Pourtant, l’usine de Borgo Panigale a réussi à garder la tête hors de l’eau – principalement grâce à une personne. Le designer Leopoldo Tartarini était responsable d’un projet dont Ducati avait désespérément besoin. La Darmah est née et a bénéficié de l’amélioration de sa fiabilité et de sa facilité d’utilisation : le levier de vitesse se trouve à gauche, l’électronique provient de Bosch, elle est équipée d’un démarreur électrique et de roues en magnésium coulé Campagnolo laquées or comme cerise sur le gâteau.
Le coup de cœur des testeurs
Après une journée complète de roulage, une seule machine est clairement la préférée des testeurs – bien qu’il s’agisse de la moto au caractère le moins sportif : la Ducati 900 SD Darmah.
C’est en partie parce que, tout à fait dans la tradition italienne, elle triche subtilement avec ses échappements Conti. Démarrez la Ducati, et la “Desmo” aboie d’un ton comparable au martèlement d’une Harley-Davidson. Nous comptons chaque coup, qui semble se synchroniser avec les battements de notre cœur. Après chaque virage, le moteur reprend là où il s’est arrêté, avec une distribution parfaite de la puissance, pour chercher le virage suivant avec une intensité tonitruante.
Faire ses courses
À l’exception de son guidon difforme, qui vous tord les poignets, la Darmah est confortable et détendue. Alors que les trois autres machines vous donnent l’impression d’être sur le point de prendre part au TT, la Darmah ressemble davantage à la machine que vous pourriez utiliser pour faire vos courses. Pourtant, la Ducati montre ses gènes de moto de course quand elle perçoit les routes de montagne. L’empattement incroyablement long maintient le châssis bien aligné une fois que vous prenez un virage. Pour tirer le meilleur parti de chacune des quatre motos, il ne faut pas s’accrocher comme un forcené, mais rouler en douceur et progressivement. Combiné aux tout nouveaux pneus phénoménaux Bridgestone BT-46, il y a même assez d’adhérence pour surmonter les limites techniques de la suspension et des freins conventionnels.
De l’huile sur le feu !
Alors que le pilotage de la Darmah est insouciant et détendu, sur la Laverda, on a beaucoup plus de mal à prendre le premier virage.
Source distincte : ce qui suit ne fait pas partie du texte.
//! # Serial Link
//!
//! The bridge core only needs four operations from the UART, captured by the
//! [`SerialLink`] trait. [`SerialPortLink`] implements them over the
//! `serialport` crate (feature `serial`); [`fake::FakeSerial`] scripts them for
//! tests.
//!
//! ```toml
//! [serial]
//! port = "/dev/ttyUSB0"
//! baud_rate = 115200
//! read_timeout_secs = 5
//! ```

pub mod fake;
pub mod line;

use std::io;

pub use fake::FakeSerial;
pub use line::LineAssembler;

/// Narrow interface to the serial channel.
///
/// All calls block; `read_line` is bounded by the link's read timeout and may
/// return a partial (or empty) line when it expires.
pub trait SerialLink {
    /// Read one line, terminator included when one arrived in time.
    fn read_line(&mut self) -> io::Result<String>;

    fn write_all(&mut self, bytes: &[u8]) -> io::Result<()>;

    /// Bytes ready to be read without blocking.
    fn bytes_available(&mut self) -> io::Result<usize>;

    /// Discard anything buffered in either direction.
    fn reset_buffers(&mut self) -> io::Result<()>;
}

#[cfg(feature = "serial")]
pub use port::SerialPortLink;

#[cfg(feature = "serial")]
mod port {
    use std::io::{self, Read, Write};
    use std::time::{Duration, Instant};

    use anyhow::{anyhow, Result};
    use log::{debug, info, trace};
    use serialport::{ClearBuffer, SerialPort};

    use super::{LineAssembler, SerialLink};
    use crate::logutil::escape_log;

    /// Granularity of individual port reads while waiting for a full line.
    const READ_SLICE: Duration = Duration::from_millis(100);

    /// Serial link over a real UART, 8N1.
    pub struct SerialPortLink {
        port: Box<dyn SerialPort>,
        lines: LineAssembler,
        read_timeout: Duration,
    }

    impl SerialPortLink {
        /// Open and configure `port_name`. Any stale bytes the board printed
        /// before we attached are discarded.
        pub fn open(port_name: &str, baud_rate: u32, read_timeout: Duration) -> Result<Self> {
            info!(
                "Opening serial port {} at {} baud (read timeout {:?})",
                port_name, baud_rate, read_timeout
            );
            let mut builder = serialport::new(port_name, baud_rate).timeout(READ_SLICE);
            #[cfg(unix)]
            {
                builder = builder
                    .data_bits(serialport::DataBits::Eight)
                    .stop_bits(serialport::StopBits::One)
                    .parity(serialport::Parity::None);
            }
            let port = builder
                .open()
                .map_err(|e| anyhow!("Failed to open serial port {}: {}", port_name, e))?;
            Self::from_port(port, read_timeout)
        }

        /// Wrap an already-open port.
        pub fn from_port(mut port: Box<dyn SerialPort>, read_timeout: Duration) -> Result<Self> {
            let _ = port.write_data_terminal_ready(true);
            let _ = port.write_request_to_send(true);
            // Small settle delay
            std::thread::sleep(Duration::from_millis(150));
            let stale = port.bytes_to_read().unwrap_or(0);
            port.clear(ClearBuffer::Input)
                .map_err(|e| anyhow!("Failed to flush serial input: {}", e))?;
            debug!("Serial port initialized, flushed {} stale bytes", stale);
            Ok(Self {
                port,
                lines: LineAssembler::new(),
                read_timeout,
            })
        }

        pub fn name(&self) -> Option<String> {
            self.port.name()
        }
    }

    impl SerialLink for SerialPortLink {
        fn read_line(&mut self) -> io::Result<String> {
            let deadline = Instant::now() + self.read_timeout;
            let mut buffer = [0u8; 256];
            loop {
                if let Some(line) = self.lines.next_line() {
                    trace!("RX line: {}", escape_log(&line));
                    return Ok(line);
                }
                if Instant::now() >= deadline {
                    let partial = self.lines.take_partial().unwrap_or_default();
                    debug!("Serial read timed out with {} bytes pending", partial.len());
                    return Ok(partial);
                }
                match self.port.read(&mut buffer) {
                    Ok(n) if n > 0 => self.lines.push(&buffer[..n]),
                    Ok(_) => {}
                    Err(ref e)
                        if e.kind() == io::ErrorKind::TimedOut
                            || e.kind() == io::ErrorKind::Interrupted => {}
                    Err(e) => return Err(e),
                }
            }
        }

        fn write_all(&mut self, bytes: &[u8]) -> io::Result<()> {
            self.port.write_all(bytes)?;
            self.port.flush()
        }

        fn bytes_available(&mut self) -> io::Result<usize> {
            let pending = self.port.bytes_to_read().map_err(io::Error::from)?;
            Ok(self.lines.len() + pending as usize)
        }

        fn reset_buffers(&mut self) -> io::Result<()> {
            self.lines.clear();
            self.port.clear(ClearBuffer::All).map_err(io::Error::from)
        }
    }
}
//! Adler-32 rolling checksum, as carried in the `CHECKSUM` field of every frame.
//!
//! The board computes the value over the ASCII bytes of the payload and sends it
//! in decimal. Output matches zlib's `adler32` with the standard initial value of 1.

/// Compute the Adler-32 checksum of `data`.
pub fn adler32(data: &[u8]) -> u32 {
    let mut hasher = adler2::Adler32::new();
    hasher.write_slice(data);
    hasher.checksum()
}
Tout d’abord, la sensation d’une grosse moto est renforcée par un carénage impressionnant qui, avec les rétroviseurs, vibre comme un marteau-piqueur. A basse vitesse, le train avant donne une impression de flou, comme si la Jota avait des ressorts en caoutchouc, avec un centre de gravité trop élevé. Le moteur a également une sonorité complètement différente de celle des trois cylindres que nous connaissons maintenant.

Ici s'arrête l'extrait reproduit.